I learned fast as a new grad that all parents want to feel is that you are competent in the care of their baby and that you do actually care. I always introduce myself properly on the phone and let them know that they can call me at anytime. If I have time to look at the next shift assignment, I let them know by name which nurse they have. I find that when I do this, they tend to *not* call me 23908902358 times on my shift (I had a mom in my early days as a nurse who called me 15 times in my shift for a kid that was stable on vapotherm, NG feeds, and in an isolette. I was terrified of her (and it must have shown through my conversation) and didn't know what to say since I kept saying there were no changes and got my charge nurse to talk to her.

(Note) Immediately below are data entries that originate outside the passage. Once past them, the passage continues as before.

//! HTTP clients for the supported embedding providers, plus the offline
//! hashing backend.

pub mod gemini;
pub mod hashing;
pub mod openai;
pub mod tei;
pub mod voyage;

use std::time::Duration;

use serde::de::DeserializeOwned;

use crate::error::EmbeddingError;

const USER_AGENT: &str = concat!("sift/", env!("CARGO_PKG_VERSION"));

/// Build the shared HTTP client with the configured per-request timeout.
///
/// # Errors
///
/// Returns [`EmbeddingError::Http`] if the underlying client fails to build.
pub fn build_client(timeout_secs: u64) -> Result<reqwest::Client, EmbeddingError> {
    let client = reqwest::Client::builder()
        .timeout(Duration::from_secs(timeout_secs))
        .user_agent(USER_AGENT)
        .build()?;
    Ok(client)
}

/// Send `request` and decode a JSON body, turning non-2xx responses into
/// [`EmbeddingError::Status`] so the retry layer can classify them.
pub(crate) async fn send_json<T: DeserializeOwned>(
    provider: &'static str,
    request: reqwest::RequestBuilder,
) -> Result<T, EmbeddingError> {
    let response = request.send().await?;
    let status = response.status();
    if !status.is_success() {
        let body = response.text().await.unwrap_or_default();
        return Err(EmbeddingError::Status {
            provider,
            status: status.as_u16(),
            body: truncate(&body, 512),
        });
    }
    let bytes = response.bytes().await?;
    serde_json::from_slice(&bytes).map_err(|e| EmbeddingError::Decode {
        provider,
        reason: e.to_string(),
    })
}

pub(crate) fn require_key(
    provider: &'static str,
    api_key: Option<&str>,
) -> Result<String, EmbeddingError> {
    api_key
        .map(str::to_string)
        .ok_or(EmbeddingError::MissingSetting {
            provider,
            setting: "an API key",
        })
}

pub(crate) fn require_base_url(
    provider: &'static str,
    base_url: Option<&str>,
) -> Result<String, EmbeddingError> {
    base_url
        .map(|u| u.trim_end_matches('/').to_string())
        .ok_or(EmbeddingError::MissingSetting {
            provider,
            setting: "a base URL",
        })
}

fn truncate(body: &str, max_chars: usize) -> String {
    body.chars().take(max_chars).collect()
}
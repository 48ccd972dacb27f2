use chrono::NaiveDate;
use serde::{Deserialize, Serialize};

use crate::item::Item;

/// A representative article as written to the sink. Items collected
/// without a link are written with the `link` key omitted.
#[derive(Debug, Clone, PartialEq, Eq, Serialize, Deserialize)]
pub struct ArticleRef {
    pub title: String,
    #[serde(default, skip_serializing_if = "Option::is_none")]
    pub link: Option<String>,
}

impl From<&Item> for ArticleRef {
    fn from(item: &Item) -> Self {
        Self {
            title: item.title.clone(),
            link: item.link.clone(),
        }
    }
}

/// Deduplicated result for one category on one feed date.
///
/// `article_count` is the number of duplicate clusters, which is always
/// `articles.len()`.
#[derive(Debug, Clone, PartialEq, Eq, Serialize, Deserialize)]
pub struct CategoryOutput {
    pub category: String,
    pub fetch_date: NaiveDate,
    pub article_count: usize,
    pub articles: Vec<ArticleRef>,
}

impl CategoryOutput {
    #[must_use]
    pub fn new(category: impl Into<String>, fetch_date: NaiveDate, articles: Vec<ArticleRef>) -> Self {
        Self {
            category: category.into(),
            fetch_date,
            article_count: articles.len(),
            articles,
        }
    }

    /// Serialize as pretty JSON with a trailing newline.
    ///
    /// Field order is fixed by the struct, so identical outputs always
    /// serialize to identical bytes.
    ///
    /// # Errors
    ///
    /// Returns a `serde_json::Error` if serialization fails.
    pub fn to_json_bytes(&self) -> Result<Vec<u8>, serde_json::Error> {
        let mut bytes = serde_json::to_vec_pretty(self)?;
        bytes.push(b'\n');
        Ok(bytes)
    }
}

The other thing is that I find is that you should make them feel comfortable and give them an opportunity to be parents. Of course, letting them participate in cares as appropriate (even stable vented kids can have moms take temps, change diapers as long as there is nurse supervision) and kangaroo (we do stable vented kangaroos). I also ask them what the baby's name is, how they chose it, ask about their jobs/homes, that sort of thing. I feel like it helps them to take a step back from all the focus of "OMG I'm in an ICU" if I can have "normal" conversations with them. Additionally, if I'm calm and about extraneous things, it helps them to be calm.

On the flip side, if the baby starts to decompensate and I need to suction/stimulate/blow by, whatever, I calmly but firmly tell them that I need to get in there and squeeze my way in. If they argue while I'm (gently) pushing them aside, I tell them that their baby needs help and they need to let me do my job. Most parents respond well to this as they see me actually doing my job. I also let the monitor ring off deliberately so that they have something auditory to let them know that something is going wrong.

Specializes in OB/peds (after gen surgery for 3 yrs).

Excellent post, Bortaz. I have worked in Level II Nursery, years ago, but my best friend had her son prematurely and she is also a nurse. SHE was overwhelmed as a mom visiting her son. Your post goes right to the heart of the matter. Babies are number 1, but parents come in as close seconds for people needing our care. Thank you for your insight.

Specializes in OB-Gyn/Primary Care/Ambulatory Leadership.
Klone, most NICUs just want you to check in with a phone call once a day and visit a couple times a week, but even then we have many parents who don't do that, but are appropriate with their kids.

But is that a conversation every NICU *has* with all parents? "Hey, please feel free to check in with the RN by phone, even in the middle of the night, to see how your kiddo is doing. It's okay." I know they never had that conversation with us.

Also, I felt like lactation COMPLETELY failed us. I'm an IBCLC, but I was first and foremost a MOM. The first thing I did when we got there was request a lactation consult. Nobody came for three days. When someone finally came to talk to me, she introduced herself by saying "I'm not an IBCLC, so you probably know more than I do!" Gosh, thanks.

Specializes in Geriatrics, Death & Dying.

I give all NICU nurses a lot of credit... I could never do it, especially being a mom. Give me a dying adult any day, hand me a sick baby and I'd break down. Kudos!